Michelle: Hi! I'm Michelle, a senior software engineer at Google. I first got involved in Kubernetes through working on tooling for SIG Testing, like the external instance of TestGrid. I'm part of oncall for TestGrid and Prow, and am now a chair for the SIG.
Patrick: Hello! I work as a software engineer and architect in a team at Intel which focuses on open source Cloud Native projects. When I ramped up on Kubernetes to develop a storage driver, my very first question was "how do I test it in a cluster and how do I log information?" That interest led to various enhancement proposals until I had (re)written enough code that also took over official roles as SIG Testing Tech Lead (for the E2E framework) and structured logging WG lead.

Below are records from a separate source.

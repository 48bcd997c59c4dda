//! Zone Key CLI
//!
//! Privacy-first focus-state data collection agent.

use chrono::Utc;
use clap::{Parser, Subcommand};
use crossbeam_channel::RecvTimeoutError;
use rand::rngs::StdRng;
use rand::SeedableRng;
use std::path::PathBuf;
use std::sync::atomic::{AtomicBool, Ordering};
use std::sync::Arc;
use std::thread;
use std::time::{Duration, Instant};
use zonekey::{
    agent::{control_queue, Agent, ControlMsg},
    config::Config,
    context::NoWindowSource,
    core::Aggregator,
    environment::NoSensor,
    pvt::{random_position, ConsoleSurface, PvtSession, SessionEffect, StimulusSurface},
    storage::Storage,
    transparency::create_shared_log_with_persistence,
    PRIVACY_DECLARATION, VERSION,
};

#[derive(Parser)]
#[command(name = "zonekey")]
#[command(version = VERSION)]
#[command(about = "Privacy-first focus-state data collection", long_about = None)]
struct Cli {
    #[command(subcommand)]
    command: Commands,
}

#[derive(Subcommand)]
enum Commands {
    /// Start collecting behavioral data with scheduled reaction tests
    Start,

    /// Run one reaction-test session now
    Pvt,

    /// Show current collection status
    Status,

    /// Export the labeled training set as CSV
    Export {
        /// Output file (defaults to the configured export directory)
        #[arg(long, short)]
        output: Option<PathBuf>,

        /// Export every feature row unlabeled instead of the joined set
        #[arg(long)]
        raw: bool,
    },

    /// Show configuration
    Config,

    /// Display privacy declaration
    Privacy,
}

fn main() {
    env_logger::init();
    let cli = Cli::parse();

    match cli.command {
        Commands::Start => cmd_start(),
        Commands::Pvt => cmd_pvt(),
        Commands::Status => cmd_status(),
        Commands::Export { output, raw } => cmd_export(output, raw),
        Commands::Config => cmd_config(),
        Commands::Privacy => cmd_privacy(),
    }
}

fn load_config() -> Config {
    match Config::load() {
        Ok(config) => config,
        Err(e) => {
            eprintln!("Error loading config: {e}");
            std::process::exit(1);
        }
    }
}

fn cmd_start() {
    println!("Zone Key Agent v{VERSION}");
    println!();

    let config = load_config();
    if let Err(e) = config.validate() {
        eprintln!("Error: {e}");
        std::process::exit(1);
    }
    if let Err(e) = config.ensure_directories() {
        eprintln!("Warning: Could not create directories: {e}");
    }

    let storage = match Storage::open(&config.db_path()) {
        Ok(storage) => storage,
        Err(e) => {
            eprintln!("Error opening database: {e}");
            std::process::exit(1);
        }
    };

    let transparency = create_shared_log_with_persistence(config.transparency_path());

    println!("Starting collection...");
    println!(
        "  Keyboard: {}",
        if config.sources.capture_keyboard {
            "enabled"
        } else {
            "disabled"
        }
    );
    println!(
        "  Pointer: {}",
        if config.sources.capture_pointer {
            "enabled"
        } else {
            "disabled"
        }
    );
    println!("  Aggregation period: {}s", config.aggregate_period_secs);
    println!(
        "  Reaction test every: {}s ({} trials)",
        config.pvt.session_interval_secs, config.pvt.trials_per_session
    );
    println!();
    println!("During a reaction test, press Enter when the prompt appears.");
    println!("Press Ctrl+C to stop");
    println!();

    let aggregator = Aggregator::new(
        config.key_buffer_capacity,
        config.categories.clone(),
        NoWindowSource,
        NoSensor,
        Utc::now(),
    );

    let (tx, rx) = control_queue();
    let running = Arc::new(AtomicBool::new(true));

    {
        let running = running.clone();
        let tx = tx.clone();
        if let Err(e) = ctrlc::set_handler(move || {
            running.store(false, Ordering::SeqCst);
            let _ = tx.try_send(ControlMsg::Shutdown);
        }) {
            eprintln!("Error setting Ctrl+C handler: {e}");
            std::process::exit(1);
        }
    }

    spawn_stdin_reader(tx);

    let mut agent = Agent::new(
        config,
        aggregator,
        storage,
        ConsoleSurface,
        transparency.clone(),
        Instant::now(),
    );
    println!("Run ID: {}", agent.run_id());
    println!();

    agent.run(rx, running);

    println!();
    println!("{}", transparency.summary());
}

/// Forward terminal input to the control loop: a bare Enter is a reaction,
/// "abort" tears down the active session.
fn spawn_stdin_reader(tx: crossbeam_channel::Sender<ControlMsg>) {
    thread::spawn(move || {
        let stdin = std::io::stdin();
        let mut line = String::new();
        loop {
            line.clear();
            match stdin.read_line(&mut line) {
                Ok(0) => break,
                Ok(_) => {
                    let msg = match line.trim() {
                        "abort" => ControlMsg::AbortSession,
                        "quit" => ControlMsg::Shutdown,
                        _ => ControlMsg::React,
                    };
                    if tx.send(msg).is_err() {
                        break;
                    }
                }
                Err(_) => break,
            }
        }
    });
}

fn cmd_pvt() {
    let config = load_config();
    if let Err(e) = config.validate() {
        eprintln!("Error: {e}");
        std::process::exit(1);
    }
    if let Err(e) = config.ensure_directories() {
        eprintln!("Warning: Could not create directories: {e}");
    }

    let storage = match Storage::open(&config.db_path()) {
        Ok(storage) => storage,
        Err(e) => {
            eprintln!("Error opening database: {e}");
            std::process::exit(1);
        }
    };

    println!("Reaction test: {} trials.", config.pvt.trials_per_session);
    println!("Press Enter as soon as the prompt appears.");
    println!();

    let (tx, rx) = crossbeam_channel::unbounded::<()>();
    thread::spawn(move || {
        let stdin = std::io::stdin();
        let mut line = String::new();
        loop {
            line.clear();
            match stdin.read_line(&mut line) {
                Ok(0) | Err(_) => break,
                Ok(_) => {
                    if tx.send(()).is_err() {
                        break;
                    }
                }
            }
        }
    });

    let mut rng = StdRng::from_entropy();
    let mut surface = ConsoleSurface;
    let screen = config.screen;
    let mut session = PvtSession::start(config.pvt.clone(), &mut rng, Instant::now());

    let result = loop {
        let timeout = session
            .next_deadline()
            .map(|at| at.saturating_duration_since(Instant::now()))
            .unwrap_or(Duration::from_secs(3600));

        let effect = match rx.recv_timeout(timeout) {
            Ok(()) => session.on_react(&mut rng, Instant::now(), Utc::now()),
            Err(RecvTimeoutError::Timeout) => {
                session.on_deadline(&mut rng, Instant::now(), Utc::now())
            }
            Err(RecvTimeoutError::Disconnected) => {
                eprintln!("Input closed, aborting session.");
                return;
            }
        };

        match effect {
            SessionEffect::Pending => {}
            SessionEffect::Present => surface.present(random_position(
                &mut rng,
                screen.width,
                screen.height,
                screen.stimulus_size,
                screen.margin,
            )),
            SessionEffect::Clear => surface.clear(),
            SessionEffect::Finished(result) => break result,
        }
    };

    println!();
    match result {
        Some(result) => {
            println!("Mean reaction time: {:.1} ms", result.reaction_time_ms);
            println!("Focus score: {:.2}", result.focus_score);
            println!("Alertness: {}", result.alertness_level);
            if result.is_lapse {
                println!("Lapse detected.");
            }
            if result.false_start {
                println!("False start(s) suppressed.");
            }

            match storage.insert_pvt_result(&result) {
                Ok(_) => {
                    if let Err(e) = storage.backfill_latest_feature_label(result.focus_score) {
                        eprintln!("Warning: label backfill failed: {e}");
                    }
                    println!("Result saved.");
                }
                Err(e) => eprintln!("Error saving result: {e}"),
            }
        }
        None => println!("No reactions captured; session discarded."),
    }
}

fn cmd_status() {
    let config = load_config();

    println!("Zone Key Agent Status");
    println!("=====================");
    println!();

    println!("Configuration:");
    println!(
        "  Keyboard capture: {}",
        if config.sources.capture_keyboard {
            "enabled"
        } else {
            "disabled"
        }
    );
    println!(
        "  Pointer capture: {}",
        if config.sources.capture_pointer {
            "enabled"
        } else {
            "disabled"
        }
    );
    println!("  Aggregation period: {}s", config.aggregate_period_secs);
    println!(
        "  Reaction test interval: {}s",
        config.pvt.session_interval_secs
    );
    println!("  Database: {:?}", config.db_path());
    println!();

    match Storage::open(&config.db_path()) {
        Ok(storage) => match storage.stats() {
            Ok(stats) => {
                println!("Stored Data:");
                println!("  Feature records: {}", stats.feature_records);
                println!("  Labeled records: {}", stats.labeled_records);
                println!("  Reaction-test results: {}", stats.pvt_results);
                if let Some(mean) = stats.mean_reaction_ms {
                    println!("  Mean reaction time: {mean:.1} ms");
                }
            }
            Err(e) => eprintln!("Error reading database stats: {e}"),
        },
        Err(e) => eprintln!("Error opening database: {e}"),
    }
    println!();

    // Cumulative transparency stats from previous runs, if any.
    let stats_path = config.transparency_path();
    if stats_path.exists() {
        if let Ok(content) = std::fs::read_to_string(&stats_path) {
            if let Ok(stats) = serde_json::from_str::<serde_json::Value>(&content) {
                println!("Cumulative Statistics:");
                if let Some(keys) = stats.get("key_events") {
                    println!("  Keyboard events: {keys}");
                }
                if let Some(pointer) = stats.get("pointer_events") {
                    println!("  Pointer events: {pointer}");
                }
                if let Some(records) = stats.get("feature_records") {
                    println!("  Feature records: {records}");
                }
                if let Some(sessions) = stats.get("pvt_sessions") {
                    println!("  Reaction-test sessions: {sessions}");
                }
            }
        }
    } else {
        println!("No previous collection data found.");
    }
}

fn cmd_export(output: Option<PathBuf>, raw: bool) {
    let config = load_config();
    if let Err(e) = config.ensure_directories() {
        eprintln!("Warning: Could not create directories: {e}");
    }

    let storage = match Storage::open(&config.db_path()) {
        Ok(storage) => storage,
        Err(e) => {
            eprintln!("Error opening database: {e}");
            std::process::exit(1);
        }
    };

    let stem = if raw { "raw" } else { "dataset" };
    let output_path = output.unwrap_or_else(|| {
        config.export_path.join(format!(
            "{stem}_{}.csv",
            Utc::now().format("%Y%m%d_%H%M%S")
        ))
    });

    let categories: Vec<String> = config
        .categories
        .iter()
        .map(|rule| rule.category.clone())
        .collect();

    let result = if raw {
        storage.export_raw(&output_path)
    } else {
        storage.export_dataset(&output_path, &categories)
    };

    match result {
        Ok(0) if !raw => {
            println!("No labeled rows to export yet.");
            println!("Feature rows only join once a reaction test ran in the same hour.");
        }
        Ok(rows) => println!("Exported {rows} rows to {output_path:?}"),
        Err(e) => {
            eprintln!("Error exporting: {e}");
            std::process::exit(1);
        }
    }
}

fn cmd_config() {
    let config = load_config();

    println!("Configuration");
    println!("=============");
    println!();
    println!("Config file: {:?}", Config::config_path());
    println!();
    println!(
        "{}",
        serde_json::to_string_pretty(&config).unwrap_or_else(|_| "Error".to_string())
    );
}

fn cmd_privacy() {
    println!("{PRIVACY_DECLARATION}");
}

Testing practices and tools
Sandipan: Testing is a field in which multiple approaches and tools exist; how did you arrive at the existing practices?
Patrick: I can't speak about the early days because I wasn't around yet 😆, but looking back at some of the commit history it's pretty obvious that developers just took what was available and started using it. For E2E testing, that was Ginkgo+Gomega. Some hacks were necessary, for example around cleanup after a test run and for categorising tests. Eventually this led to Ginkgo v2 and revised best practices for E2E testing. Regarding unit testing opinions are pretty diverse: some maintainers prefer to use just the Go standard library with hand-written checks. Others use helper packages like stretchr/testify. That diversity is okay because unit tests are self-contained - contributors just have to be flexible when working on many different areas. Integration testing falls somewhere in the middle. It's based on Go unit tests, but needs complex helper packages to bring up an apiserver and other components, then runs tests that are more like E2E tests.
Subprojects owned by SIG Testing
Sandipan: SIG Testing is pretty diverse. Can you give a brief overview of the various subprojects owned by SIG Testing?
Michelle: Broadly, we have subprojects related to testing frameworks, and infrastructure, though they definitely overlap. So for the former, there's e2e-framework (used externally), test/e2e/framework (used for Kubernetes itself) and kubetest2 for end-to-end testing, as well as boskos (resource rental for e2e tests), KIND (Kubernetes-in-Docker, for local testing and development), and the cloud provider for KIND. For the latter, there's Prow (K8s-based CI/CD and chatops), and a litany of other tools and utilities for triage, analysis, coverage, Prow/TestGrid config generation, and more in the test-infra repo.
If you are willing to learn more and get involved with any of the SIG Testing subprojects, check out the SIG Testing README.
Key challenges and accomplishments
Sandipan: What are some of the key challenges you face?
Michelle: Kubernetes is a gigantic project in every aspect, from contributors to code to users and more. Testing and infrastructure have to meet that scale, keeping up with every change from every repo under Kubernetes while facilitating developing, improving, and releasing the project as much as possible, though of course, we're not the only SIG involved in that. I think another other challenge is staffing subprojects. SIG Testing has a number of subprojects that have existed for years, but many of the original maintainers for them have moved on to other areas or no longer have the time to maintain them. We need to grow long-term expertise and owners in those subprojects.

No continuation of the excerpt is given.